Aurlus Mabele - Femme Ivoirienne

Live drummers were slowly pushed out, and by the tail end of the ’80s drum machines had become firmly embedded in the soukous and Afropop sonic palette. Once again, Studio Caroline was responsible for another style-defining hit: Aurlus Mabele’s 1986 anthem “Femme Ivoirienne,” produced by Jimmy Houetino. “The tweeters had blown on the day, so I couldn’t hear the highs properly,” says Jacky Reggan. “I ended up pushing the percussion and the treble much higher than I would have normally, and we ended up with Aurlus Mabele’s biggest hit. Just goes to show broken speakers can be good sometimes.”

“Femme Ivoirienne” spawned a legion of imitations, becoming a reference point for practically all the producers and musicians using Studio Caroline. Eddy Gustave – owner of the prolific Eddy’Son label – would brandish a cassette of “Femme Ivoirienne” every time he came to the studio and implore Reggan to make him the same track again.

Sarah Bastin
Sarah Bastin

After nearly a decade in the cramped basement near the Porte des Lilas, Reggan made the move to Montreuil in 1990, renting a much larger space on Rue Etienne Marcel behind the shopping centre at the Porte de Montreuil, on the dividing line between Paris and its suburbs.
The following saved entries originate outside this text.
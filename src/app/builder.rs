//! Task list construction
//!
//! Turns decoded rows into a canonical task list: one task per distinct Drive
//! identifier, named from row metadata where the columns allow it, ordered by
//! the build-time sort key. An input with no references yields an empty list,
//! which callers surface as an advisory rather than a failure.

use std::collections::HashSet;

use chrono::NaiveDate;
use tracing::debug;

use crate::app::extract::extract_identifier;
use crate::app::models::{DownloadTask, SortKey};
use crate::app::queue::TaskList;
use crate::app::sheet::Row;
use crate::constants::naming;

/// Offset from data-row index to user-facing row number: rows are 1-based
/// and the adapter consumed a header row.
const HEADER_ROW_OFFSET: usize = 2;

/// Metadata pulled from a row by the column-label heuristics
struct RowMetadata<'a> {
    name: Option<&'a str>,
    place: Option<&'a str>,
    date: Option<&'a str>,
}

impl<'a> RowMetadata<'a> {
    fn resolve(row: &'a Row) -> Self {
        Self {
            name: row.find_labelled(naming::NAME_LABELS),
            place: row.find_labelled(naming::PLACE_LABELS),
            date: row.find_labelled(naming::DATE_LABELS),
        }
    }
}

/// Build the deduplicated, sorted task list from decoded rows.
///
/// Per row, the first cell in column order with a recognizable reference is
/// the row's reference; later duplicates of an identifier are dropped
/// silently, so the first occurrence fixes both the reported source row and
/// the pre-sort position.
pub fn build_tasks(rows: &[Row]) -> TaskList {
    let mut seen: HashSet<String> = HashSet::new();
    let mut tasks = Vec::new();

    for (index, row) in rows.iter().enumerate() {
        let Some((identifier, reference)) = first_reference(row) else {
            continue;
        };

        if !seen.insert(identifier.to_string()) {
            debug!("Skipping duplicate identifier {} at row {}", identifier, index + HEADER_ROW_OFFSET);
            continue;
        }

        let metadata = RowMetadata::resolve(row);
        let target_name = resolve_target_name(&metadata, identifier);
        let sort_key = SortKey {
            primary: metadata.name.unwrap_or(&target_name).to_string(),
            secondary: metadata
                .date
                .and_then(parse_date)
                .unwrap_or_else(SortKey::epoch),
        };

        tasks.push(DownloadTask::new(
            identifier,
            reference,
            target_name,
            index + HEADER_ROW_OFFSET,
            sort_key,
        ));
    }

    tasks.sort_by(|a, b| a.sort_key.cmp(&b.sort_key));
    debug!("Built {} tasks from {} rows", tasks.len(), rows.len());
    TaskList::from_tasks(tasks)
}

/// First cell in column order containing a recognizable reference.
/// A row is assumed to carry at most one link of interest.
fn first_reference(row: &Row) -> Option<(&str, &str)> {
    row.values()
        .find_map(|value| extract_identifier(value).map(|id| (id, value)))
}

/// Synthesize the proposed output filename from row metadata.
///
/// Name and place segments join with `" - "`, the normalized date comes
/// last; rows with neither a name-like nor a place-like column fall back to
/// an identifier-based name.
fn resolve_target_name(metadata: &RowMetadata<'_>, identifier: &str) -> String {
    let mut segments: Vec<String> = Vec::new();
    if let Some(name) = metadata.name {
        segments.push(name.to_string());
    }
    if let Some(place) = metadata.place {
        segments.push(place.to_string());
    }

    if segments.is_empty() {
        return format!("{}{}", naming::FALLBACK_PREFIX, identifier);
    }

    if let Some(date) = metadata.date {
        segments.push(normalize_date(date));
    }
    segments.join(naming::SEGMENT_SEPARATOR)
}

/// Parse a date cell against the accepted calendar formats
fn parse_date(raw: &str) -> Option<NaiveDate> {
    naming::DATE_INPUT_FORMATS
        .iter()
        .find_map(|format| NaiveDate::parse_from_str(raw.trim(), format).ok())
}

/// Render a date cell as a DDMMYYYY digit string; unparseable cells strip
/// only the `/` and `-` separators instead of failing.
fn normalize_date(raw: &str) -> String {
    match parse_date(raw) {
        Some(date) => date.format(naming::DATE_DIGITS_FORMAT).to_string(),
        None => raw
            .trim()
            .chars()
            .filter(|c| *c != '/' && *c != '-')
            .collect(),
    }
}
The studio was rechristened Melissa Music, and the mixing desk was upgraded to a Trident. Two neighbouring spaces in the same building were occupied by smaller studios – Studio Cameroun and Studio Vegas, mainly specialising in Ivoirian music and coupé décalé – and the sessions continued.

“Because there were all three studios, the guys used to come to the studio to hang out even if they weren’t recording,” remembers Reggan. “So any musician, no matter where they came from – be it Cote d’Ivoire, Guinea, Mali, Congo – everyone would meet at the studio. There was a big Malian foyer [social and housing centre] down the road, so the musicians would pick up food and bring it back to the studio, and it was there that they would exchange ideas and make connections. The music was very mixed at the time.”
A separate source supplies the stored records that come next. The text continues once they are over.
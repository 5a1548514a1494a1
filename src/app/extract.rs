//! Drive reference extraction
//!
//! Scans scalar cell values for Google Drive sharing links and resolves the
//! stable file identifier embedded in them. Absence of a link is an expected
//! outcome, not an error; callers treat `None` as "this cell is not a link".

use std::sync::OnceLock;

use regex::Regex;

use crate::constants::drive;

/// Compiled reference-shape patterns in priority order.
///
/// A well-formed sharing link can satisfy more than one shape (the canonical
/// download address itself matches the `uc?` form), so the order here is
/// load-bearing: the file-path form is probed first, then the two query forms.
fn patterns() -> &'static [Regex; 3] {
    static PATTERNS: OnceLock<[Regex; 3]> = OnceLock::new();
    PATTERNS.get_or_init(|| {
        [
            Regex::new(drive::FILE_PATH_PATTERN).expect("file path pattern is valid"),
            Regex::new(drive::UC_QUERY_PATTERN).expect("uc query pattern is valid"),
            Regex::new(drive::OPEN_QUERY_PATTERN).expect("open query pattern is valid"),
        ]
    })
}

/// Extract the Drive file identifier from a cell value, if any.
///
/// The value must contain the Drive host marker to be probed at all; the
/// first pattern with a capturing match wins.
pub fn extract_identifier(value: &str) -> Option<&str> {
    if !value.contains(drive::HOST_MARKER) {
        return None;
    }

    patterns()
        .iter()
        .find_map(|pattern| pattern.captures(value))
        .and_then(|captures| captures.get(1))
        .map(|m| m.as_str())
}

#[cfg(test)]
mod tests {
    use super::*;

    #[test]
    fn test_file_path_form() {
        let id = extract_identifier("https://drive.google.com/file/d/1AbC_d-9/view?usp=sharing");
        assert_eq!(id, Some("1AbC_d-9"));
    }

    #[test]
    fn test_uc_query_form() {
        let id = extract_identifier("https://drive.google.com/uc?export=download&id=XYZ789");
        assert_eq!(id, Some("XYZ789"));
    }

    #[test]
    fn test_open_query_form() {
        let id = extract_identifier("https://drive.google.com/open?id=OPEN_42");
        assert_eq!(id, Some("OPEN_42"));
    }

    #[test]
    fn test_file_path_form_wins_over_query_forms() {
        // Some share links carry both shapes; priority order must hold
        let id = extract_identifier(
            "https://drive.google.com/file/d/PATHID/view?uc?id=QUERYID",
        );
        assert_eq!(id, Some("PATHID"));
    }

    #[test]
    fn test_non_drive_url_is_not_a_match() {
        assert_eq!(
            extract_identifier("https://example.com/file/d/NOTDRIVE/view"),
            None
        );
    }

    #[test]
    fn test_plain_text_is_not_a_match() {
        assert_eq!(extract_identifier("Alice"), None);
        assert_eq!(extract_identifier(""), None);
    }

    #[test]
    fn test_host_without_recognized_shape_is_not_a_match() {
        assert_eq!(
            extract_identifier("https://drive.google.com/drive/folders/SOMEFOLDER"),
            None
        );
    }

    #[test]
    fn test_identifier_alphabet_stops_at_delimiters() {
        let id = extract_identifier("https://drive.google.com/file/d/abc-DEF_123/view");
        assert_eq!(id, Some("abc-DEF_123"));

        let id = extract_identifier("https://drive.google.com/open?id=abc123&usp=drive");
        assert_eq!(id, Some("abc123"));
    }
}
Although the soukous craze was on the wane, visiting Congolese stars like Koffi Olomide and Papa Wemba were still using the studio and brought a different atmosphere to the sessions, capitalising on the increasing popularity of a particularly Congolese trend known as “mabanga,” something that would yet again affect the output of Studio Caroline.

Songs just became lists of names. No one cared about the lyrics or the melody, just the names.

Jacky Reggan

Originating in Kinshasa, mabanga is the practice of paying to have your name included in a track, initially as a shout-out over the guitar-and-drum sebene, then developing into entire songs dedicated to a particular patron. Although never written down, there was an accepted sliding scale of payments for shout-outs in songs, from the equivalent of 100 dollars for a simple namecheck up to several thousand for a song entirely dedicated to the buyer. Singer and underworld figure Stervos Niarcos would even write love songs but leave the names blank on purpose; the song would then be previewed in the studio and people would bid for the honour of having their name included. These mabanga sessions were so successful that when Koffi Olomide – regarded as the king of mabanga – recorded at the studio, there would be upwards of 100 people crowded in the space and out into the street, either trying to buy a spot in a song or hanging around to make sure that the service they had paid for would be provided. “It’s a pity,” says Reggan, “songs just became lists of names. No one cared about the lyrics or the melody, just the names. After that the Ivoirian music took over with what they ended up calling coupé décalé, taking bits from Angolan music, Cameroonian music, and hype on the microphone. At the moment, it’s the Nigerians that are running things.”

Studio Caroline lasted through all of these shifts – from rumba to soukous, through coupé décalé, mabanga, hip-hop and more. But after 23 years in Montreuil, in 2013 Jacky Reggan finally relocated to a smaller space in Montrouge, in the south of Paris. Still, the studio runs sessions every week, even contributing to a belated resurgence of classic rumba, now known as “génerique,” in Kinshasha. It’s yet another chapter in the story of a studio still proud of its place at the center of Paris’s complex musical and social history.